◆ PROBLEM TO WORK ON ◆
Scan the lines below; pull out those with "TextRequest".

_ _ _ _

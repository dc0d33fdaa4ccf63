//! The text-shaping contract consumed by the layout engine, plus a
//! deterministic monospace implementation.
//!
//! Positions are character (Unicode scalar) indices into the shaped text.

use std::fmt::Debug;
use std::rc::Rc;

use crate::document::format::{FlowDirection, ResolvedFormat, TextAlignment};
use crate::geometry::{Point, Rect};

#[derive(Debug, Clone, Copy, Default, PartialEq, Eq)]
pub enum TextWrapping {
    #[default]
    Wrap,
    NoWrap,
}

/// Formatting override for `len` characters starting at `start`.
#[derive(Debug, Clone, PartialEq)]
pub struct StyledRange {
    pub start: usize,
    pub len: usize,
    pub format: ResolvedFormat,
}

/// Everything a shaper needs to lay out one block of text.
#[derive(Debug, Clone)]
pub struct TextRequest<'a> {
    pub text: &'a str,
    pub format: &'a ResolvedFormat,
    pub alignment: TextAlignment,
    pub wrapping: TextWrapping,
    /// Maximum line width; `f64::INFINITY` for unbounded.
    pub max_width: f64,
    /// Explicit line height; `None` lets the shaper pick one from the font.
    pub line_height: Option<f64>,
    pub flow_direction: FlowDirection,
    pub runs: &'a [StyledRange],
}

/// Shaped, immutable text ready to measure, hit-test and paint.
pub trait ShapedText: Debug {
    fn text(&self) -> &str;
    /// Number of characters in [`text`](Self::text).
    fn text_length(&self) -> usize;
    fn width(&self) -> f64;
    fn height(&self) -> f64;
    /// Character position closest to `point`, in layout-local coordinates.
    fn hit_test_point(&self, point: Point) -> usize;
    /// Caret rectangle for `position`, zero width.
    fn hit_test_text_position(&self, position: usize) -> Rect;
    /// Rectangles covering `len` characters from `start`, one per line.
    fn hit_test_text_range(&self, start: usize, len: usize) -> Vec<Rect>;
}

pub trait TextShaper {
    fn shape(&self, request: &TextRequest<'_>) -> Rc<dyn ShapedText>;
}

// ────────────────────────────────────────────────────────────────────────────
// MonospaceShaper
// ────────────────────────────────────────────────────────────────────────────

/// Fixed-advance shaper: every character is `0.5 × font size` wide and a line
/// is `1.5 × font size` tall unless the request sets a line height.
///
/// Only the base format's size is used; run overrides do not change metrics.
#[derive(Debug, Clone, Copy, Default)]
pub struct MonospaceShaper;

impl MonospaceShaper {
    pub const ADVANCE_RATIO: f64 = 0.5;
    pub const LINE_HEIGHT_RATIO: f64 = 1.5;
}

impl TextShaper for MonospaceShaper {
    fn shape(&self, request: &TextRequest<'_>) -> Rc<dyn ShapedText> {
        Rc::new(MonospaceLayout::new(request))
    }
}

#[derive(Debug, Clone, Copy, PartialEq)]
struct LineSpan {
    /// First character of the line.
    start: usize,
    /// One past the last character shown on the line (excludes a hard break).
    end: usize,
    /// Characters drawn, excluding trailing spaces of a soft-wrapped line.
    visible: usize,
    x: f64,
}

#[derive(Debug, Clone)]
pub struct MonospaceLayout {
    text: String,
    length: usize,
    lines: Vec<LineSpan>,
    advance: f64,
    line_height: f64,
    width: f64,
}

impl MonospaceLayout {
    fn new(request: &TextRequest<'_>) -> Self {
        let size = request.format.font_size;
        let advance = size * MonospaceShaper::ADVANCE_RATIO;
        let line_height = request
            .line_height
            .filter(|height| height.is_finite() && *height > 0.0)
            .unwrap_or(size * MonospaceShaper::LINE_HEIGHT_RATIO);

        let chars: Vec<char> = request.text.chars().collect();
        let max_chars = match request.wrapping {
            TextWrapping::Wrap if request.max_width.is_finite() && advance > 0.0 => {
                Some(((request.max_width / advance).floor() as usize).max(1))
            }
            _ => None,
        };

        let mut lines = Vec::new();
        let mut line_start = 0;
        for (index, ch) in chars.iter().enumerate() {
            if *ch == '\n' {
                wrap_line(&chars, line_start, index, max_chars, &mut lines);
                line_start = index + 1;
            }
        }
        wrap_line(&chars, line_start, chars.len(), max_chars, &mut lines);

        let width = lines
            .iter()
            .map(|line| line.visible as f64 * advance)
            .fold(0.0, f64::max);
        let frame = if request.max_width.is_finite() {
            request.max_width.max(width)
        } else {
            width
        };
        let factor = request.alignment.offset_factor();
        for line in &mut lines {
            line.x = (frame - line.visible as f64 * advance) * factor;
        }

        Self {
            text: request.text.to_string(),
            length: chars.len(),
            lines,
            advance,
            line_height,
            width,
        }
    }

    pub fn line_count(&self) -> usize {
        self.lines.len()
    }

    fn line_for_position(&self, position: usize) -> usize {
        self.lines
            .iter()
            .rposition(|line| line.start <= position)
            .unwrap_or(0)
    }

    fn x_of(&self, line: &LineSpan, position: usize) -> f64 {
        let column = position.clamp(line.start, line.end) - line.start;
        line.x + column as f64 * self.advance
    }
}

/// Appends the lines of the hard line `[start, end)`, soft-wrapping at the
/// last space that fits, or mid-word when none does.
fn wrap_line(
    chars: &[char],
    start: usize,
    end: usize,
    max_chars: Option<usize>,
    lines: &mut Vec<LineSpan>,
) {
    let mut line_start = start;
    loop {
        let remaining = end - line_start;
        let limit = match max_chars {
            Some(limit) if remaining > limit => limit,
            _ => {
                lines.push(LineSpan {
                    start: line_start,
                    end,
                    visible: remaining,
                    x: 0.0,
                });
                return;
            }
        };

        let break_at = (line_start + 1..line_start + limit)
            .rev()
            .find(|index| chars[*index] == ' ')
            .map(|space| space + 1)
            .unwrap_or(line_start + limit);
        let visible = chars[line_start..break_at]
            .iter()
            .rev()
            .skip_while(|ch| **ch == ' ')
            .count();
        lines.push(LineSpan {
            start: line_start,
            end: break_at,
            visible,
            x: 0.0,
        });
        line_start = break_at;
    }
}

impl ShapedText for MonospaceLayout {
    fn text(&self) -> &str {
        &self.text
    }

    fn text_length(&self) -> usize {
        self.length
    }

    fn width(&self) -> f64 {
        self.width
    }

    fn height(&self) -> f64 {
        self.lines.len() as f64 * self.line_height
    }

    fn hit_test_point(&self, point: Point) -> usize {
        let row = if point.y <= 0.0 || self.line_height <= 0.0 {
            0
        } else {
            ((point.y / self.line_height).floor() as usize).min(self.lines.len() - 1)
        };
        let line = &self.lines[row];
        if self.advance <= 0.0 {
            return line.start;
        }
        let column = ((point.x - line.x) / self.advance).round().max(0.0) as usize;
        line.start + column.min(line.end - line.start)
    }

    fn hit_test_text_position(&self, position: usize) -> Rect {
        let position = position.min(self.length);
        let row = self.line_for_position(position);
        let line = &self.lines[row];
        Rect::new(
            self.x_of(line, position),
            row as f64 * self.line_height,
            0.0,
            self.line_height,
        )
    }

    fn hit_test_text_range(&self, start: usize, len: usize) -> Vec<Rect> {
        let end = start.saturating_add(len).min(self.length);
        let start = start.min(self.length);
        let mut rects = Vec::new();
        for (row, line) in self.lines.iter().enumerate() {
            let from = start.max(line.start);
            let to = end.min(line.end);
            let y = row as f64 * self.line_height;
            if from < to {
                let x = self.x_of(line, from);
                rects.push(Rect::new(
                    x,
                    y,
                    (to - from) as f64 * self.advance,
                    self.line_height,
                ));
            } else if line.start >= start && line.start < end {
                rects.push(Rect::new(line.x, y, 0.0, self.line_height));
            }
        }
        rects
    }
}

_ _ _ _

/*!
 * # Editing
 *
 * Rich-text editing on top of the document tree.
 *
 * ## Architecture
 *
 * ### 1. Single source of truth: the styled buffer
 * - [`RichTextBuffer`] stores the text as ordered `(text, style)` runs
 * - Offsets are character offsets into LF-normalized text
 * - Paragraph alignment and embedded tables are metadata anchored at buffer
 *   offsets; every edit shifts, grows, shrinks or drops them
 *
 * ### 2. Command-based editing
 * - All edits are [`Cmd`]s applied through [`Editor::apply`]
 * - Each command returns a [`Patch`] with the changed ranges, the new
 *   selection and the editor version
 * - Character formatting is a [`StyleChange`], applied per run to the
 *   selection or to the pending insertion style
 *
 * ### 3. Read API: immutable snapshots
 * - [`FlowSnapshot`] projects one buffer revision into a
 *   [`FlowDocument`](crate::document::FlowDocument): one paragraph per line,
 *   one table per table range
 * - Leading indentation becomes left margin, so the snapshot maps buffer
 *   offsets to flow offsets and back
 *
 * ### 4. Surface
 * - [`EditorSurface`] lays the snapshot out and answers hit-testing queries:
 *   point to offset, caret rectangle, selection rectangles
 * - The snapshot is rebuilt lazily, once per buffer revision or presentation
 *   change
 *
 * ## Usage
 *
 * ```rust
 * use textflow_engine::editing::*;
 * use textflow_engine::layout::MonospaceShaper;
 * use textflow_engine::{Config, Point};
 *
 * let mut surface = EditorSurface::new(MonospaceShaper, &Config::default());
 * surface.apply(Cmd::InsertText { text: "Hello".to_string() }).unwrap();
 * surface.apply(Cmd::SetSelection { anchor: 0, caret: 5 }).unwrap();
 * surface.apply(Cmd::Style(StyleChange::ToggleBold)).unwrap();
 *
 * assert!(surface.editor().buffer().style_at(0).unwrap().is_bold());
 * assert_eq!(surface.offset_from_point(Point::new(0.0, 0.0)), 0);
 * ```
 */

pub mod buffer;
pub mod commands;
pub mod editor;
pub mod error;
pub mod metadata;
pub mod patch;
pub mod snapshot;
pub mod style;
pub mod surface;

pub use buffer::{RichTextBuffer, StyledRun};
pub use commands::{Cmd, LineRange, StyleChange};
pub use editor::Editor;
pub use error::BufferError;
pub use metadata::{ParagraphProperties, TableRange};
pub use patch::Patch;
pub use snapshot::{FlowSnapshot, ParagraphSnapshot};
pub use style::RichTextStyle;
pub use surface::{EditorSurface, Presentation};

_ _ _ _

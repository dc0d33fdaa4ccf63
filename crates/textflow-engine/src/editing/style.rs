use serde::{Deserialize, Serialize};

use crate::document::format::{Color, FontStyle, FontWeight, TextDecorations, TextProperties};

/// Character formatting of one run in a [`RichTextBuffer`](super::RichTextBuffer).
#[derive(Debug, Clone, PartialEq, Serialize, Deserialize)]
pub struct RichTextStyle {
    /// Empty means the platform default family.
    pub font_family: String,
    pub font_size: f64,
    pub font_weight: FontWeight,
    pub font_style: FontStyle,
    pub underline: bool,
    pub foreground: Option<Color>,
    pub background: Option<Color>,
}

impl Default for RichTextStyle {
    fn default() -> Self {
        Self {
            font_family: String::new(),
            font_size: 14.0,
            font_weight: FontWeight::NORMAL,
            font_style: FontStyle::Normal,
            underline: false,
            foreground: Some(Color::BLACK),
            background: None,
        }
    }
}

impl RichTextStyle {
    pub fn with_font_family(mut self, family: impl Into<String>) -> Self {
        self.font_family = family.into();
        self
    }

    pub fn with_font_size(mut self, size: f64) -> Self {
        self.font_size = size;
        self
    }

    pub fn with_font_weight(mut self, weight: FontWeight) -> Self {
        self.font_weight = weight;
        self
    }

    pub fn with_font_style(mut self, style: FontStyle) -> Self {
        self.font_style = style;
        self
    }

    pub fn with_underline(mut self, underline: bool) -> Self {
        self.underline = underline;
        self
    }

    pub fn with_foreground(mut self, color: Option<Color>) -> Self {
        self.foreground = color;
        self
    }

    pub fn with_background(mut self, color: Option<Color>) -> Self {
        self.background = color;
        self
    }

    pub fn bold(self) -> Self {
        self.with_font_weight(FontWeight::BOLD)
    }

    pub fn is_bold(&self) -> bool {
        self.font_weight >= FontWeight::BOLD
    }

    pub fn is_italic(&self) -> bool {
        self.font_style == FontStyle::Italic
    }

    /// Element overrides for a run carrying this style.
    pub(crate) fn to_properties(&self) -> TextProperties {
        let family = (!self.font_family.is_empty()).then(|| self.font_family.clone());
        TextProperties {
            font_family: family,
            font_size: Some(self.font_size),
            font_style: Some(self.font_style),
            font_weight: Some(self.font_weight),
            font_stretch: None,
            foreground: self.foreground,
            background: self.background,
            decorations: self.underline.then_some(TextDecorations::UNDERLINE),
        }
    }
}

_ _ _ _

◆ RESPONSE ◆
pub struct TextRequest<'a> {
    fn shape(&self, request: &TextRequest<'_>) -> Rc<dyn ShapedText>;
    fn shape(&self, request: &TextRequest<'_>) -> Rc<dyn ShapedText> {
    fn new(request: &TextRequest<'_>) -> Self {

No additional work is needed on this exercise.